IMG_4125(Spoiler alert: This gets a bit technical.)
If you go to Renaissance Island, you are welcomed by the tallest flamingo. Honestly, it can look you straight in the eye as it makes peculiar Kraak-Kraak noises while hanging around outside the kiosk selling flip-flops and T-shirts with “Aruba: One Happy Island”.
But then Renaissance Island is not for just anyone. The first time I went there, rowing over in the dinghy from Surfside Beach, a uniformed security guard caught me before I got anywhere near the flamingo and explained that this was a private island and, when I asked whether I could pay to visit, added that it would cost me $120.
But now I’ve got a Renaissance Resort wristband and can go whenever I like on one of the Flamingo Pink launches that run a shuttle service from the Renaissance Marina next to the Renaissance Hotel.

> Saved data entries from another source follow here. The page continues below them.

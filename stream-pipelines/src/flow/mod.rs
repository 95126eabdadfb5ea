/********************************************************************************
 * Copyright (c) 2026 Contributors to the Eclipse Foundation
 *
 * See the NOTICE file(s) distributed with this work for additional
 * information regarding copyright ownership.
 *
 * This program and the accompanying materials are made available under the
 * terms of the Apache License Version 2.0 which is available at
 * https://www.apache.org/licenses/LICENSE-2.0
 *
 * SPDX-License-Identifier: Apache-2.0
 ********************************************************************************/

//! Single-stream flow layer.
//!
//! Owns the two one-in/one-out stages every topology is assembled from: the
//! cancellation-aware pass-through and the sequential worker stage. Both run one
//! task per call and close their output exactly once, on input exhaustion or on
//! cancellation.
//!
//! ```
//! use futures::StreamExt;
//! use stream_pipelines::{from_iter, or_done, worker_stage};
//! use tokio_util::sync::CancellationToken;
//!
//! # tokio::runtime::Runtime::new().unwrap().block_on(async {
//! let token = CancellationToken::new();
//! let words = from_iter(&token, ["left", "right"]).unwrap();
//! let lengths = worker_stage(&token, or_done(&token, words).unwrap(), |_token, word| {
//!     word.len()
//! })
//! .unwrap();
//!
//! assert_eq!(lengths.collect::<Vec<_>>().await, vec![4, 5]);
//! # });
//! ```

use crate::observability::events;
use tokio_util::sync::CancellationToken;
use tracing::debug;

pub(crate) mod or_done;
pub(crate) mod worker;

/// Logs how a stage task ended: by cancellation or by its input closing.
pub(crate) fn log_stage_exit(component: &'static str, token: &CancellationToken, items: usize) {
    if token.is_cancelled() {
        debug!(
            event = events::STAGE_CANCELLED,
            component, items, "stage stopped on cancellation"
        );
    } else {
        debug!(
            event = events::STAGE_CLOSED,
            component, items, "stage input exhausted, output closed"
        );
    }
}

/// Logs that a stage stopped because nobody reads its output anymore.
pub(crate) fn log_stage_abandoned(component: &'static str, items: usize) {
    debug!(
        event = events::STAGE_ABANDONED,
        component, items, "output consumers are gone, stage stopped"
    );
}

I am moored in the Renaissance Marina (right next to the Renaissance Casino) because at last I have found someone to instal my new Lithium batteries – and it has taken eleven days, so I thought I deserved a day on the beach and lunch at the the Papagayo Bar and Grill… and yes, I did have a Piňa Colada (I’ve discovered you can’t get a Bushwhacker anywhere outside the Virgin Islands).

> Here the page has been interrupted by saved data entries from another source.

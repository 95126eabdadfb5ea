/********************************************************************************
 * Copyright (c) 2026 Contributors to the Eclipse Foundation
 *
 * See the NOTICE file(s) distributed with this work for additional
 * information regarding copyright ownership.
 *
 * This program and the accompanying materials are made available under the
 * terms of the Apache License Version 2.0 which is available at
 * https://www.apache.org/licenses/LICENSE-2.0
 *
 * SPDX-License-Identifier: Apache-2.0
 ********************************************************************************/

//! Heartbeat-monitored execution of a single long-running computation.

use crate::error::PipelineError;
use crate::observability::events;
use crate::runtime::stage_runtime::StageRuntime;
use crate::stream::{channel, Delivery, Stream, StreamWriter};
use crate::supervision::config::HeartbeatConfig;
use std::error::Error;
use std::fmt;
use std::fmt::{Display, Formatter};
use std::future::Future;
use std::sync::atomic::{AtomicBool, Ordering};
use std::sync::Arc;
use std::time::Duration;
use tokio::time::{Instant, Interval, MissedTickBehavior};
use tokio_util::sync::CancellationToken;
use tracing::{debug, trace, warn};

const COMPONENT: &str = "heartbeat";

/// Payload-less liveness pulse.
#[derive(Clone, Copy, Debug, PartialEq, Eq)]
pub struct Heartbeat;

/// Why [`HeartbeatExecutor::run`] returned without a result.
#[derive(Clone, Debug, PartialEq, Eq)]
pub enum HeartbeatError {
    /// The executor was started with arguments it cannot run with.
    InvalidArgument(PipelineError),
    /// Nothing arrived within the wait bound, or the computation hit its deadline.
    TimedOut,
    /// The heartbeat channel closed before a result was produced.
    HeartbeatChannelClosed,
    /// The results channel closed without producing a result.
    ResultsChannelClosed,
    /// The caller's token fired while waiting.
    Cancelled,
}

impl Display for HeartbeatError {
    fn fmt(&self, f: &mut Formatter<'_>) -> fmt::Result {
        match self {
            HeartbeatError::InvalidArgument(err) => write!(f, "{err}"),
            HeartbeatError::TimedOut => write!(f, "heartbeat: work timed out"),
            HeartbeatError::HeartbeatChannelClosed => {
                write!(f, "heartbeat: heartbeat channel closed before a result")
            }
            HeartbeatError::ResultsChannelClosed => {
                write!(f, "heartbeat: results channel closed before a result")
            }
            HeartbeatError::Cancelled => write!(f, "heartbeat: cancelled while waiting"),
        }
    }
}

impl Error for HeartbeatError {
    fn source(&self) -> Option<&(dyn Error + 'static)> {
        match self {
            HeartbeatError::InvalidArgument(err) => Some(err),
            _ => None,
        }
    }
}

impl From<PipelineError> for HeartbeatError {
    fn from(err: PipelineError) -> Self {
        HeartbeatError::InvalidArgument(err)
    }
}

/// Streams of a running supervisor.
///
/// Dropping the handle cancels the computation.
pub struct HeartbeatHandle<R: 'static> {
    heartbeats: Stream<Heartbeat>,
    results: Stream<R>,
    work_token: CancellationToken,
    deadline_expired: Arc<AtomicBool>,
}

impl<R: 'static> HeartbeatHandle<R> {
    /// Pulses emitted while the computation runs. Closes when the supervisor stops.
    pub fn heartbeats(&self) -> &Stream<Heartbeat> {
        &self.heartbeats
    }

    /// Yields the computation's result at most once, then closes.
    pub fn results(&self) -> &Stream<R> {
        &self.results
    }

    /// Returns `true` once the computation was cancelled by its deadline.
    pub fn deadline_expired(&self) -> bool {
        self.deadline_expired.load(Ordering::Acquire)
    }

    /// Stops the computation and the supervisor.
    pub fn cancel(&self) {
        self.work_token.cancel();
    }

    fn closed_early(&self, caller: &CancellationToken, closed: HeartbeatError) -> HeartbeatError {
        if caller.is_cancelled() {
            HeartbeatError::Cancelled
        } else if self.deadline_expired() {
            HeartbeatError::TimedOut
        } else {
            closed
        }
    }
}

impl<R: 'static> Drop for HeartbeatHandle<R> {
    fn drop(&mut self) {
        self.work_token.cancel();
    }
}

/// Runs computations under a heartbeat supervisor.
#[derive(Clone, Copy, Debug, Default)]
pub struct HeartbeatExecutor {
    config: HeartbeatConfig,
}

impl HeartbeatExecutor {
    pub fn new(config: HeartbeatConfig) -> Self {
        Self { config }
    }

    pub fn config(&self) -> &HeartbeatConfig {
        &self.config
    }

    /// Starts `work` on its own task and returns the heartbeat and result streams.
    ///
    /// `work` receives a child of `token` that is also cancelled once the
    /// configured timeout elapses. Pulses are offered every `pulse_interval`
    /// without blocking; a pulse nobody is ready to take is dropped.
    pub fn start<R, W, Fut>(
        &self,
        token: &CancellationToken,
        work: W,
    ) -> Result<HeartbeatHandle<R>, PipelineError>
    where
        R: Send + 'static,
        W: FnOnce(CancellationToken) -> Fut + Send + 'static,
        Fut: Future<Output = R> + Send + 'static,
    {
        self.config.validate()?;
        let runtime = StageRuntime::acquire(COMPONENT)?;

        let work_token = token.child_token();
        let deadline_expired = Arc::new(AtomicBool::new(false));
        let (heartbeat_writer, heartbeats) = channel();
        let (result_writer, results) = channel();
        let (work_writer, work_results) = channel();

        // Ticks are anchored before the work starts, so work lasting n intervals
        // overlaps exactly n ticks.
        let mut pulse = tokio::time::interval_at(
            Instant::now() + self.config.pulse_interval,
            self.config.pulse_interval,
        );
        pulse.set_missed_tick_behavior(MissedTickBehavior::Delay);

        runtime.spawn(
            COMPONENT,
            enforce_deadline(
                work_token.clone(),
                self.config.timeout,
                deadline_expired.clone(),
            ),
        );

        let computation_token = work_token.clone();
        runtime.spawn(COMPONENT, async move {
            let value = tokio::select! {
                biased;
                _ = computation_token.cancelled() => None,
                value = work(computation_token.clone()) => Some(value),
            };
            if let Some(value) = value {
                work_writer.send_or_cancel(&computation_token, value).await;
            }
        });

        runtime.spawn(
            COMPONENT,
            supervise(
                work_token.clone(),
                pulse,
                work_results,
                heartbeat_writer,
                result_writer,
            ),
        );

        Ok(HeartbeatHandle {
            heartbeats,
            results,
            work_token,
            deadline_expired,
        })
    }

    /// Starts `work` and waits for its result.
    ///
    /// Every heartbeat restarts the wait; the wait gives up with
    /// [`HeartbeatError::TimedOut`] after twice the pulse interval without a
    /// heartbeat or a result. Argument problems are reported before any task
    /// is spawned.
    pub async fn run<R, W, Fut>(
        &self,
        token: &CancellationToken,
        work: W,
    ) -> Result<R, HeartbeatError>
    where
        R: Send + 'static,
        W: FnOnce(CancellationToken) -> Fut + Send + 'static,
        Fut: Future<Output = R> + Send + 'static,
    {
        let handle = self.start(token, work)?;
        let wait_bound = self.config.wait_bound();

        loop {
            tokio::select! {
                biased;
                result = handle.results().recv() => {
                    return match result {
                        Some(value) => Ok(value),
                        None => Err(report_closed(
                            handle.closed_early(token, HeartbeatError::ResultsChannelClosed),
                        )),
                    };
                }
                pulse = handle.heartbeats().recv() => {
                    if pulse.is_none() {
                        return Err(report_closed(
                            handle.closed_early(token, HeartbeatError::HeartbeatChannelClosed),
                        ));
                    }
                }
                _ = tokio::time::sleep(wait_bound) => {
                    warn!(
                        event = events::HEARTBEAT_WAIT_TIMED_OUT,
                        component = COMPONENT,
                        wait_bound_ms = millis(wait_bound),
                        "no heartbeat or result within the wait bound"
                    );
                    return Err(HeartbeatError::TimedOut);
                }
            }
        }
    }
}

fn millis(duration: Duration) -> u64 {
    u64::try_from(duration.as_millis()).unwrap_or(u64::MAX)
}

fn report_closed(err: HeartbeatError) -> HeartbeatError {
    debug!(
        event = events::HEARTBEAT_CHANNEL_CLOSED,
        component = COMPONENT,
        %err,
        "supervisor stopped before a result"
    );
    err
}

async fn enforce_deadline(token: CancellationToken, timeout: Duration, expired: Arc<AtomicBool>) {
    tokio::select! {
        biased;
        _ = token.cancelled() => {}
        _ = tokio::time::sleep(timeout) => {
            warn!(
                event = events::HEARTBEAT_DEADLINE_EXPIRED,
                component = COMPONENT,
                timeout_ms = millis(timeout),
                "work deadline expired, cancelling"
            );
            expired.store(true, Ordering::Release);
            token.cancel();
        }
    }
}

async fn supervise<R>(
    token: CancellationToken,
    mut pulse: Interval,
    work_results: Stream<R>,
    heartbeats: StreamWriter<Heartbeat>,
    results: StreamWriter<R>,
) {
    let _release = token.clone().drop_guard();

    loop {
        tokio::select! {
            biased;
            _ = token.cancelled() => break,
            _ = pulse.tick() => send_pulse(&heartbeats),
            value = work_results.recv() => {
                if let Some(value) = value {
                    debug!(event = events::HEARTBEAT_WORK_COMPLETE, component = COMPONENT, "work complete");
                    deliver_result(&token, &mut pulse, &heartbeats, &results, value).await;
                }
                break;
            }
        }
    }
}

/// Offers the result while continuing to pulse, so a consumer that is only
/// listening for heartbeats right now still sees liveness.
async fn deliver_result<R>(
    token: &CancellationToken,
    pulse: &mut Interval,
    heartbeats: &StreamWriter<Heartbeat>,
    results: &StreamWriter<R>,
    value: R,
) {
    let delivery = results.send_or_cancel(token, value);
    tokio::pin!(delivery);

    loop {
        tokio::select! {
            biased;
            outcome = &mut delivery => {
                if outcome != Delivery::Delivered {
                    debug!(component = COMPONENT, ?outcome, "result was not delivered");
                }
                return;
            }
            _ = pulse.tick() => send_pulse(heartbeats),
        }
    }
}

fn send_pulse(heartbeats: &StreamWriter<Heartbeat>) {
    if heartbeats.try_send(Heartbeat) {
        trace!(event = events::HEARTBEAT_PULSE, component = COMPONENT, "pulse");
    } else {
        trace!(
            event = events::HEARTBEAT_PULSE_DROPPED,
            component = COMPONENT,
            "nobody waiting for a heartbeat, pulse dropped"
        );
    }
}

But you’ll be wanting to know about the Lithium batteries. Lithium batteries are a hot topic in cruising circles. I did consider them two years ago during the Big Refit – but had already spent so much on sails and the watermaker and the “cooker for life” that I felt I had to call a halt somewhere. Besides, Lithium batteries catch fire don’t they?
This is where it’s going to get boring. That’s why I put the spoiler at the top (but there’s a mesmerising video at the end, if you can make it that far.)
The difference between the boat blowing up and being able to have all the lights on at once is the difference between Lithium-ion batteries, like you have in your mobile phone and Lithium Iron Phosphate batteries which just cooked my dinner and still have enough juice to run all the lights and both fans since it’s still 30° in the cabin with 74% humidity.
And all without blowing up, apparently.
I first tried getting Lithium batteries in Trinidad and then Sint Maarten but there were difficulties over deliveries and hurricanes. Eventually a firm in Curacao said: “Just turn up, we install them all the time. We’ll fit you in, no problem.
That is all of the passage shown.